# WHAT THE EXERCISE ASKS
From the data below, return all lines holding the string "BTreeMap".

(Collected data)
━━━━━━━━━━

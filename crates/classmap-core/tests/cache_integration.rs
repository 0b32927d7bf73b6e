//! Integration tests for the lightweight cache.
//!
//! Runs the raw indexes and storage description assembly against the
//! fixture hierarchy in `common`:
//! - Class and table indexes, including mixins and split tables
//! - Relationship constraint expansion and end merging
//! - Memoization and invalidation
//! - Tablespace scoping through an attached database
//!
//! ## Running Tests
//!
//! ```bash
//! cargo test --package classmap-core --test cache_integration
//! ```

mod common;

use classmap_core::{
    ClassId, ClassIdFilter, ClassMap, ClassMapping, LightweightCache, MapStrategy, Partition,
    RelationshipEnd, SchemaScope, ScopeOptions, StorageDescription, TableId,
};
use common::*;
use pretty_assertions::assert_eq;
use std::collections::{BTreeMap, BTreeSet};
use std::sync::Arc;
use tempfile::TempDir;

fn storage_of(cache: &LightweightCache, class_id: ClassId) -> Arc<StorageDescription> {
    let scope = Arc::clone(cache.scope());
    let class_map = ClassMap::load(&scope, cache, class_id)
        .expect("Failed to load class map")
        .expect("Class is not mapped");
    cache.get_storage_description(&class_map)
}

fn tables(partitions: &[Partition]) -> Vec<TableId> {
    partitions.iter().map(|p| p.table()).collect()
}

// ============================================================================
// Raw Index Tests
// ============================================================================

#[test]
fn test_classes_for_table_ascending() {
    let cache = fixture();

    assert_eq!(cache.get_classes_for_table(ELEMENT_TABLE), ids(&[10, 11, 12, 13]));
    assert_eq!(cache.get_classes_for_table(GEOMETRIC_TABLE), ids(&[11, 12]));
    assert_eq!(cache.get_classes_for_table(MARKABLE_TABLE), vec![MARKABLE]);
    assert!(cache.get_classes_for_table(TableId(404)).is_empty());
}

#[test]
fn test_vertical_partitions_include_split_tables() {
    let cache = fixture();

    assert_eq!(
        cache.get_vertical_partitions_for_class(PHYSICAL),
        BTreeSet::from([ELEMENT_TABLE, GEOMETRIC_TABLE, GEOMETRIC_OVERFLOW_TABLE])
    );
    assert_eq!(
        cache.get_vertical_partitions_for_class(ELEMENT),
        BTreeSet::from([ELEMENT_TABLE])
    );
}

#[test]
fn test_horizontal_partitions_skip_split_tables() {
    let cache = fixture();

    assert_eq!(
        cache.get_horizontal_partitions_for_class(ELEMENT),
        BTreeMap::from([(ELEMENT_TABLE, ids(&[10, 11, 12, 13]))])
    );
    assert_eq!(
        cache.get_horizontal_partitions_for_class(GEOMETRIC),
        BTreeMap::from([(ELEMENT_TABLE, ids(&[11, 12]))])
    );
}

#[test]
fn test_mixin_horizontal_partitions_span_all_table_kinds() {
    let cache = fixture();

    assert_eq!(
        cache.get_horizontal_partitions_for_class(MARKABLE),
        BTreeMap::from([
            (ELEMENT_TABLE, vec![PHYSICAL]),
            (GEOMETRIC_TABLE, vec![PHYSICAL]),
            (GEOMETRIC_OVERFLOW_TABLE, vec![PHYSICAL]),
            (MARKABLE_TABLE, vec![MARKABLE]),
            (MODEL_TABLE, vec![MODEL]),
        ])
    );
}

#[test]
fn test_constraint_classes_expand_polymorphic_ends() {
    let cache = fixture();

    assert_eq!(
        cache.get_constraint_classes_for_relationship_class(MODEL_OWNS_GEOMETRIC),
        BTreeMap::from([
            (GEOMETRIC, RelationshipEnd::Target),
            (PHYSICAL, RelationshipEnd::Target),
            (MODEL, RelationshipEnd::Source),
        ])
    );
}

#[test]
fn test_constraint_class_on_both_ends_merges() {
    let cache = fixture();

    let classes = cache.get_constraint_classes_for_relationship_class(ELEMENT_REFERS_TO_ELEMENTS);
    assert_eq!(classes.len(), 4);
    assert!(classes.values().all(|&end| end == RelationshipEnd::Both));
}

#[test]
fn test_relationships_for_class() {
    let cache = fixture();

    assert_eq!(
        cache.get_relationships_for_class(PHYSICAL),
        BTreeMap::from([
            (MODEL_OWNS_GEOMETRIC, RelationshipEnd::Target),
            (ELEMENT_REFERS_TO_ELEMENTS, RelationshipEnd::Both),
        ])
    );
    assert_eq!(
        cache.get_relationships_for_class(MODEL),
        BTreeMap::from([(MODEL_OWNS_GEOMETRIC, RelationshipEnd::Source)])
    );
    assert!(cache.get_relationships_for_class(MARKABLE).is_empty());
}

// ============================================================================
// Class Map Tests
// ============================================================================

#[test]
fn test_class_map_load() {
    let cache = fixture();
    let scope = Arc::clone(cache.scope());

    let element = ClassMap::load(&scope, &cache, ELEMENT).unwrap().unwrap();
    assert_eq!(
        element.mapping(),
        &ClassMapping::Table {
            strategy: MapStrategy::TablePerHierarchy
        }
    );

    let relationship = ClassMap::load(&scope, &cache, MODEL_OWNS_GEOMETRIC)
        .unwrap()
        .unwrap();
    let view = relationship.foreign_key_view().unwrap();
    assert_eq!(view.persisted_end(), RelationshipEnd::Target);
    assert_eq!(view.physical_tables(), &[ELEMENT_TABLE]);

    assert!(ClassMap::load(&scope, &cache, ClassId(999)).unwrap().is_none());
}

// ============================================================================
// Storage Description Tests
// ============================================================================

#[test]
fn test_storage_for_hierarchy_root_is_unfiltered() {
    let cache = fixture();
    let storage = storage_of(&cache, ELEMENT);

    assert_eq!(tables(storage.horizontal_partitions()), vec![ELEMENT_TABLE]);
    let root = storage.root_horizontal_partition().unwrap();
    assert!(root.is_root());
    assert_eq!(root.root_class_id(), Some(ELEMENT));
    assert!(!root.needs_class_id_filter());
    assert_eq!(root.class_id_filter_sql("ECClassId"), "");

    let vertical_root = storage.root_vertical_partition().unwrap();
    assert_eq!(vertical_root.table(), ELEMENT_TABLE);
    assert_eq!(
        storage.class_ids().iter().copied().collect::<Vec<_>>(),
        ids(&[10, 11, 12, 13])
    );
}

#[test]
fn test_storage_for_subclass_filters_shared_table() {
    let cache = fixture();
    let storage = storage_of(&cache, GEOMETRIC);

    let root = storage.root_horizontal_partition().unwrap();
    assert_eq!(root.table(), ELEMENT_TABLE);
    assert_eq!(root.filter(), &ClassIdFilter::Direct);
    assert_eq!(
        root.class_id_filter_sql("ECClassId"),
        "ECClassId=11 OR ECClassId=12"
    );

    assert_eq!(
        tables(storage.vertical_partitions()),
        vec![ELEMENT_TABLE, GEOMETRIC_TABLE]
    );
    let joined = storage.vertical_partition(GEOMETRIC_TABLE).unwrap();
    assert!(!joined.is_root());
    assert!(!joined.needs_class_id_filter());
}

#[test]
fn test_storage_partition_prefers_horizontal() {
    let cache = fixture();
    let storage = storage_of(&cache, PHYSICAL);

    let shared = storage.partition(ELEMENT_TABLE).unwrap();
    assert!(std::ptr::eq(
        shared,
        storage.horizontal_partition(ELEMENT_TABLE).unwrap()
    ));

    let overflow = storage.partition(GEOMETRIC_OVERFLOW_TABLE).unwrap();
    assert!(std::ptr::eq(
        overflow,
        storage.vertical_partition(GEOMETRIC_OVERFLOW_TABLE).unwrap()
    ));
    assert!(storage.partition(MODEL_TABLE).is_none());
}

#[test]
fn test_storage_for_mixin_has_virtual_root() {
    let cache = fixture();
    let storage = storage_of(&cache, MARKABLE);

    assert_eq!(
        tables(storage.horizontal_partitions()),
        vec![
            ELEMENT_TABLE,
            GEOMETRIC_TABLE,
            GEOMETRIC_OVERFLOW_TABLE,
            MARKABLE_TABLE,
            MODEL_TABLE
        ]
    );
    assert_eq!(
        storage.root_horizontal_partition().map(|p| p.table()),
        Some(MARKABLE_TABLE)
    );
    let physical: Vec<TableId> = storage
        .non_virtual_horizontal_partitions()
        .map(|p| p.table())
        .collect();
    assert_eq!(
        physical,
        vec![ELEMENT_TABLE, GEOMETRIC_TABLE, GEOMETRIC_OVERFLOW_TABLE, MODEL_TABLE]
    );
    assert!(storage.has_multiple_non_virtual_horizontal_partitions());
    assert!(storage.vertical_partitions().is_empty());
}

#[test]
fn test_storage_for_foreign_key_relationship() {
    let cache = fixture();
    let storage = storage_of(&cache, MODEL_OWNS_GEOMETRIC);

    assert_eq!(tables(storage.horizontal_partitions()), vec![ELEMENT_TABLE]);
    let partition = &storage.horizontal_partitions()[0];
    assert!(partition.is_root());
    assert_eq!(partition.class_ids(), &[GEOMETRIC, PHYSICAL]);
    assert_eq!(
        partition.class_id_filter_sql("ECClassId"),
        "ECClassId=11 OR ECClassId=12"
    );
    assert!(storage.vertical_partitions().is_empty());
}

#[test]
fn test_storage_for_link_table_relationship() {
    let cache = fixture();
    let storage = storage_of(&cache, ELEMENT_REFERS_TO_ELEMENTS);

    let root = storage.root_horizontal_partition().unwrap();
    assert_eq!(root.table(), LINK_TABLE);
    assert!(!root.needs_class_id_filter());
}

#[test]
fn test_every_mapped_class_has_exactly_one_root() {
    let cache = fixture();
    let classes = [
        ELEMENT,
        GEOMETRIC,
        PHYSICAL,
        ANNOTATION,
        MODEL,
        MARKABLE,
        MODEL_OWNS_GEOMETRIC,
        ELEMENT_REFERS_TO_ELEMENTS,
    ];

    for class_id in classes {
        let storage = storage_of(&cache, class_id);

        let horizontal_roots: Vec<&Partition> = storage
            .horizontal_partitions()
            .iter()
            .filter(|p| p.is_root())
            .collect();
        assert_eq!(horizontal_roots.len(), 1, "horizontal roots of class {class_id}");
        if class_id != MODEL_OWNS_GEOMETRIC {
            assert_eq!(horizontal_roots[0].root_class_id(), Some(class_id));
        }

        if !storage.vertical_partitions().is_empty() {
            let vertical_roots = storage
                .vertical_partitions()
                .iter()
                .filter(|p| p.is_root())
                .count();
            assert_eq!(vertical_roots, 1, "vertical roots of class {class_id}");
        }
    }
}

#[test]
#[cfg_attr(debug_assertions, should_panic(expected = "has no mapping"))]
fn test_storage_for_unmapped_class_is_empty() {
    let cache = fixture();
    let storage =
        cache.get_storage_description(&ClassMap::new(ClassId(999), MapStrategy::OwnTable));

    assert!(storage.horizontal_partitions().is_empty());
    assert!(storage.vertical_partitions().is_empty());
    assert!(storage.root_horizontal_partition().is_none());
}

// ============================================================================
// Memoization Tests
// ============================================================================

#[test]
fn test_storage_description_is_memoized() {
    let cache = fixture();

    let first = storage_of(&cache, GEOMETRIC);
    let queries = cache.metrics().metadata_queries;
    let second = cache.get_storage_description(&ClassMap::new(
        GEOMETRIC,
        MapStrategy::TablePerHierarchy,
    ));

    assert!(Arc::ptr_eq(&first, &second));
    let metrics = cache.metrics();
    assert_eq!(metrics.metadata_queries, queries);
    assert_eq!(metrics.misses, 1);
    assert_eq!(metrics.hits, 1);
}

#[test]
fn test_clear_forces_reload() {
    let cache = fixture();

    let first = storage_of(&cache, GEOMETRIC);
    let queries = cache.metrics().metadata_queries;
    cache.clear();
    let second = storage_of(&cache, GEOMETRIC);

    assert!(!Arc::ptr_eq(&first, &second));
    assert_eq!(
        tables(first.horizontal_partitions()),
        tables(second.horizontal_partitions())
    );
    let metrics = cache.metrics();
    assert!(metrics.metadata_queries > queries);
    assert_eq!(metrics.misses, 2);
    assert_eq!(metrics.clears, 1);
}

#[test]
fn test_clear_observes_metadata_changes() {
    let cache = fixture();
    assert_eq!(cache.get_classes_for_table(MODEL_TABLE), vec![MODEL]);

    cache
        .scope()
        .lock()
        .execute(
            "INSERT INTO ec_cache_ClassHasTables (ClassId, TableId) VALUES (?1, ?2)",
            [ANNOTATION.value(), MODEL_TABLE.value()],
        )
        .unwrap();

    // Stale until cleared
    assert_eq!(cache.get_classes_for_table(MODEL_TABLE), vec![MODEL]);
    cache.clear();
    assert_eq!(
        cache.get_classes_for_table(MODEL_TABLE),
        vec![ANNOTATION, MODEL]
    );
}

#[test]
fn test_concurrent_readers_share_descriptions() {
    let cache = fixture();

    let descriptions: Vec<_> = std::thread::scope(|s| {
        let handles: Vec<_> = (0..4)
            .map(|_| s.spawn(|| storage_of(&cache, PHYSICAL)))
            .collect();
        handles.into_iter().map(|h| h.join().unwrap()).collect()
    });

    for description in &descriptions[1..] {
        assert!(Arc::ptr_eq(&descriptions[0], description));
    }
    assert_eq!(cache.metrics().misses, 1);
}

// ============================================================================
// Tablespace Tests
// ============================================================================

#[test]
fn test_attached_table_space_is_queried() {
    let temp = TempDir::new().unwrap();
    let path = temp.path().join("fixture.db");
    fixture_file(&path);

    let scope = SchemaScope::in_memory(ScopeOptions::default().with_table_space("fixture")).unwrap();
    let attach_path = path.to_string_lossy().into_owned();
    scope
        .lock()
        .execute("ATTACH DATABASE ?1 AS fixture", [attach_path])
        .unwrap();
    let cache = LightweightCache::new(Arc::new(scope));

    assert_eq!(cache.get_classes_for_table(ELEMENT_TABLE), ids(&[10, 11, 12, 13]));
    let storage = storage_of(&cache, GEOMETRIC);
    assert_eq!(
        storage.root_horizontal_partition().map(|p| p.table()),
        Some(ELEMENT_TABLE)
    );

    // The main schema of the connection stays empty
    let main_rows: i64 = cache
        .scope()
        .lock()
        .query_row("SELECT COUNT(*) FROM main.ec_cache_ClassHasTables", [], |row| {
            row.get(0)
        })
        .unwrap();
    assert_eq!(main_rows, 0);
}

#[test]
fn test_open_existing_database() {
    let temp = TempDir::new().unwrap();
    let path = temp.path().join("fixture.db");
    fixture_file(&path);

    let scope = SchemaScope::open(&path, ScopeOptions::default().read_only(true)).unwrap();
    assert_eq!(
        scope.find_table_by_name("ts_geometric").map(|t| t.id),
        Some(GEOMETRIC_TABLE)
    );
    let cache = LightweightCache::new(Arc::new(scope));
    assert_eq!(cache.get_vertical_partitions_for_class(MODEL).len(), 1);
}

━━━━━━━━━━

# ANSWER SECTION
use std::collections::{BTreeMap, BTreeSet};
        BTreeMap::from([(ELEMENT_TABLE, ids(&[10, 11, 12, 13]))])
        BTreeMap::from([(ELEMENT_TABLE, ids(&[11, 12]))])
        BTreeMap::from([
        BTreeMap::from([
        BTreeMap::from([
        BTreeMap::from([(MODEL_OWNS_GEOMETRIC, RelationshipEnd::Source)])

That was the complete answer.